■ WHAT THE TASK REQUIRES:
Report every line of the entries that contains the word "Self".

■ GIVEN RECORDS:
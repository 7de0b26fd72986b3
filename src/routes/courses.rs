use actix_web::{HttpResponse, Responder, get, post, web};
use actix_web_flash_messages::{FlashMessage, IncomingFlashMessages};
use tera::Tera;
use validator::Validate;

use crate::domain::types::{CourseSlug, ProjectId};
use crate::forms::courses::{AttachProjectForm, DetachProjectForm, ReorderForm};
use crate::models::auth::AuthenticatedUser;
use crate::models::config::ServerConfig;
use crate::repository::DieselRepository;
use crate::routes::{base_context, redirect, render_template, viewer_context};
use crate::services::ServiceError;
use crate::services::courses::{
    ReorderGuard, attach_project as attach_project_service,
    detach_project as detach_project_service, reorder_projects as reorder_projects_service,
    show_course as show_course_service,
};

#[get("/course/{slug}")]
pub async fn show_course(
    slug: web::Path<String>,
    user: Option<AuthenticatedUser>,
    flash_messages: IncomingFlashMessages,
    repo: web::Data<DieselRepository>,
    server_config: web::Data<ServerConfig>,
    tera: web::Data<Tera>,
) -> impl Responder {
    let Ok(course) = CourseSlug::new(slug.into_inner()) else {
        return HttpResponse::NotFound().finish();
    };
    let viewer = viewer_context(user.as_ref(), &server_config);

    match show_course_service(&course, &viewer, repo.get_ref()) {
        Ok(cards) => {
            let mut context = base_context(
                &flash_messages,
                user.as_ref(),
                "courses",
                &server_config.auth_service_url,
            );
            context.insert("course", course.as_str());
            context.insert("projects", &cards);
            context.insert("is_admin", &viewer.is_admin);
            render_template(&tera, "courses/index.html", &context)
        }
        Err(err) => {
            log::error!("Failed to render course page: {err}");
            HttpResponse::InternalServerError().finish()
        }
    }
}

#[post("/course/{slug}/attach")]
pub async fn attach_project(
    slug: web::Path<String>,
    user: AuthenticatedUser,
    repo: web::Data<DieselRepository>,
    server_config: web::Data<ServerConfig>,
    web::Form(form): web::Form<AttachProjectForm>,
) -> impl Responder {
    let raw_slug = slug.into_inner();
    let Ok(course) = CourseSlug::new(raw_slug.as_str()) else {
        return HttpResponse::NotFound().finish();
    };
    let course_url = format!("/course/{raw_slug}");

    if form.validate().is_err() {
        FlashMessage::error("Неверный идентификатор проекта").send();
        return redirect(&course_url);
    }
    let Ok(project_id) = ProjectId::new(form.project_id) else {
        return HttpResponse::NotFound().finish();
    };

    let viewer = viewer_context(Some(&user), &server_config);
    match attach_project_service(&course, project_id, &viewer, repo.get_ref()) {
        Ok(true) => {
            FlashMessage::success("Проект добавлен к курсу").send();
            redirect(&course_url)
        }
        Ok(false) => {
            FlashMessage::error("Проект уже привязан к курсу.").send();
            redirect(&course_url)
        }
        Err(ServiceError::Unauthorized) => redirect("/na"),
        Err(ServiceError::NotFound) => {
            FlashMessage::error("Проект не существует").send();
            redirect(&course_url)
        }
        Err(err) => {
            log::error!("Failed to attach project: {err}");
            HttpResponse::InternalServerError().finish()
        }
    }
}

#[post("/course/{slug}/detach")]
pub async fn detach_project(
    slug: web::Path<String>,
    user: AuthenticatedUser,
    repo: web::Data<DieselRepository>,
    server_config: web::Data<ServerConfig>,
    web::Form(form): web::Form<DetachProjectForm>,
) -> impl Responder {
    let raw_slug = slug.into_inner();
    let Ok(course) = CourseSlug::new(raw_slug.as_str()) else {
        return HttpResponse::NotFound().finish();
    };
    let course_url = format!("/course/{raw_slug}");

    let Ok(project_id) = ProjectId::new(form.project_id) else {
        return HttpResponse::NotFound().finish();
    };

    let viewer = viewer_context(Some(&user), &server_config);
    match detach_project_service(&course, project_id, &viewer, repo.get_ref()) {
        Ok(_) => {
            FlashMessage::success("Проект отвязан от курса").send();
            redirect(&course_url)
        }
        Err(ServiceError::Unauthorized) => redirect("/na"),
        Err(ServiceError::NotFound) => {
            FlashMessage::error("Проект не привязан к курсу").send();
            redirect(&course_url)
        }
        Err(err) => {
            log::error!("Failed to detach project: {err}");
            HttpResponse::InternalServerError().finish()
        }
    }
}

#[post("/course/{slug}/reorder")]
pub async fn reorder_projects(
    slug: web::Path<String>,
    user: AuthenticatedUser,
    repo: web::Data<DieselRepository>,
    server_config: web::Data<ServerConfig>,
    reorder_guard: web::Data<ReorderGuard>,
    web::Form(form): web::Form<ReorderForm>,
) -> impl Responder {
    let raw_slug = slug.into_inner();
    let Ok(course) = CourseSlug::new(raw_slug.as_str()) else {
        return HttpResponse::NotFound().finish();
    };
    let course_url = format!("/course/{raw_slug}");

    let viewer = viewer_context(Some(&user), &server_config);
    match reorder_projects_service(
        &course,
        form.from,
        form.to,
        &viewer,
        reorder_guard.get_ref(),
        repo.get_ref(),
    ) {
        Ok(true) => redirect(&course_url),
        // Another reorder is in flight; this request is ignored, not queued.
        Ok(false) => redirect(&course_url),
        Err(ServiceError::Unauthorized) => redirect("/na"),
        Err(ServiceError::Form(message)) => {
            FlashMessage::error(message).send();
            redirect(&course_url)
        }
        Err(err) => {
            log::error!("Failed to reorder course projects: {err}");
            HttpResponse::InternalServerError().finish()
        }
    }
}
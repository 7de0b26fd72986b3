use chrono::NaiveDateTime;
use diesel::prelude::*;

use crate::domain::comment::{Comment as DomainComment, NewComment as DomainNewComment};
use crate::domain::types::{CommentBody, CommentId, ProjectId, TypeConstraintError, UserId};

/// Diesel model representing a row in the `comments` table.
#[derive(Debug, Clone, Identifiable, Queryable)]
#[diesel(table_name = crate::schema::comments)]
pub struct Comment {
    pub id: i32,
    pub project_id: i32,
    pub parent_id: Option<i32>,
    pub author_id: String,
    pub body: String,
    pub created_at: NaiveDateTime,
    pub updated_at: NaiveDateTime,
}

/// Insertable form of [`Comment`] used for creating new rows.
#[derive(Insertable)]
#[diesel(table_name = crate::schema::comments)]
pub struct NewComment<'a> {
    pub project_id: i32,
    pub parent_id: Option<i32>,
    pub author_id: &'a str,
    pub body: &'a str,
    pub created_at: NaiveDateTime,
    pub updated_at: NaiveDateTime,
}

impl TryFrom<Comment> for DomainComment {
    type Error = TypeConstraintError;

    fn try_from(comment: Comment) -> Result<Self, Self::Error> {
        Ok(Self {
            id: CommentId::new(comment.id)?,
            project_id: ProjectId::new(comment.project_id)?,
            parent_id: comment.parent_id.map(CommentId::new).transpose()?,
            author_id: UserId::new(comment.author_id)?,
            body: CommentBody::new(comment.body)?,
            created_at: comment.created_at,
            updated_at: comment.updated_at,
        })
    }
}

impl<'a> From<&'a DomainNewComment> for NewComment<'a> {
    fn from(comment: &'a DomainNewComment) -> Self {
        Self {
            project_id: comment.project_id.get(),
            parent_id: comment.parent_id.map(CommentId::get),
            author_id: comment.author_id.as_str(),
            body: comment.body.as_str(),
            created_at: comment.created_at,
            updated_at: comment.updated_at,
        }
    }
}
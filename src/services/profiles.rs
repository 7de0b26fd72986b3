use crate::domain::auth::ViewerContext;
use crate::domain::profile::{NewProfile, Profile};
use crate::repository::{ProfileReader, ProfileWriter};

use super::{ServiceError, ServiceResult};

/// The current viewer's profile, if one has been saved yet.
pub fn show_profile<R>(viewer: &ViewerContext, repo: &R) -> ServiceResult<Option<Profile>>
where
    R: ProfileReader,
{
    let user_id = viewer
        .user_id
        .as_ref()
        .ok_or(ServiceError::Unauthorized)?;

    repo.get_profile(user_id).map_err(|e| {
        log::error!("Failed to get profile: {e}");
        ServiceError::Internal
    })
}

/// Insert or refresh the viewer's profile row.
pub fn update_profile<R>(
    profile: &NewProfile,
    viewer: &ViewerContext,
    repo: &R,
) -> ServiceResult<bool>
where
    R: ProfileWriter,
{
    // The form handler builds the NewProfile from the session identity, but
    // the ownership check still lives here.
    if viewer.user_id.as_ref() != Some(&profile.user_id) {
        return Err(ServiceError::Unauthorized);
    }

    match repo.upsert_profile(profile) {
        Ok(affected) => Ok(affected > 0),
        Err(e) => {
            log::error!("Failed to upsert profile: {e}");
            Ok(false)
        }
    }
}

■ ANSWER FOR THIS EXERCISE:
    fn try_from(comment: Comment) -> Result<Self, Self::Error> {
        Ok(Self {
    fn from(comment: &'a DomainNewComment) -> Self {
        Self {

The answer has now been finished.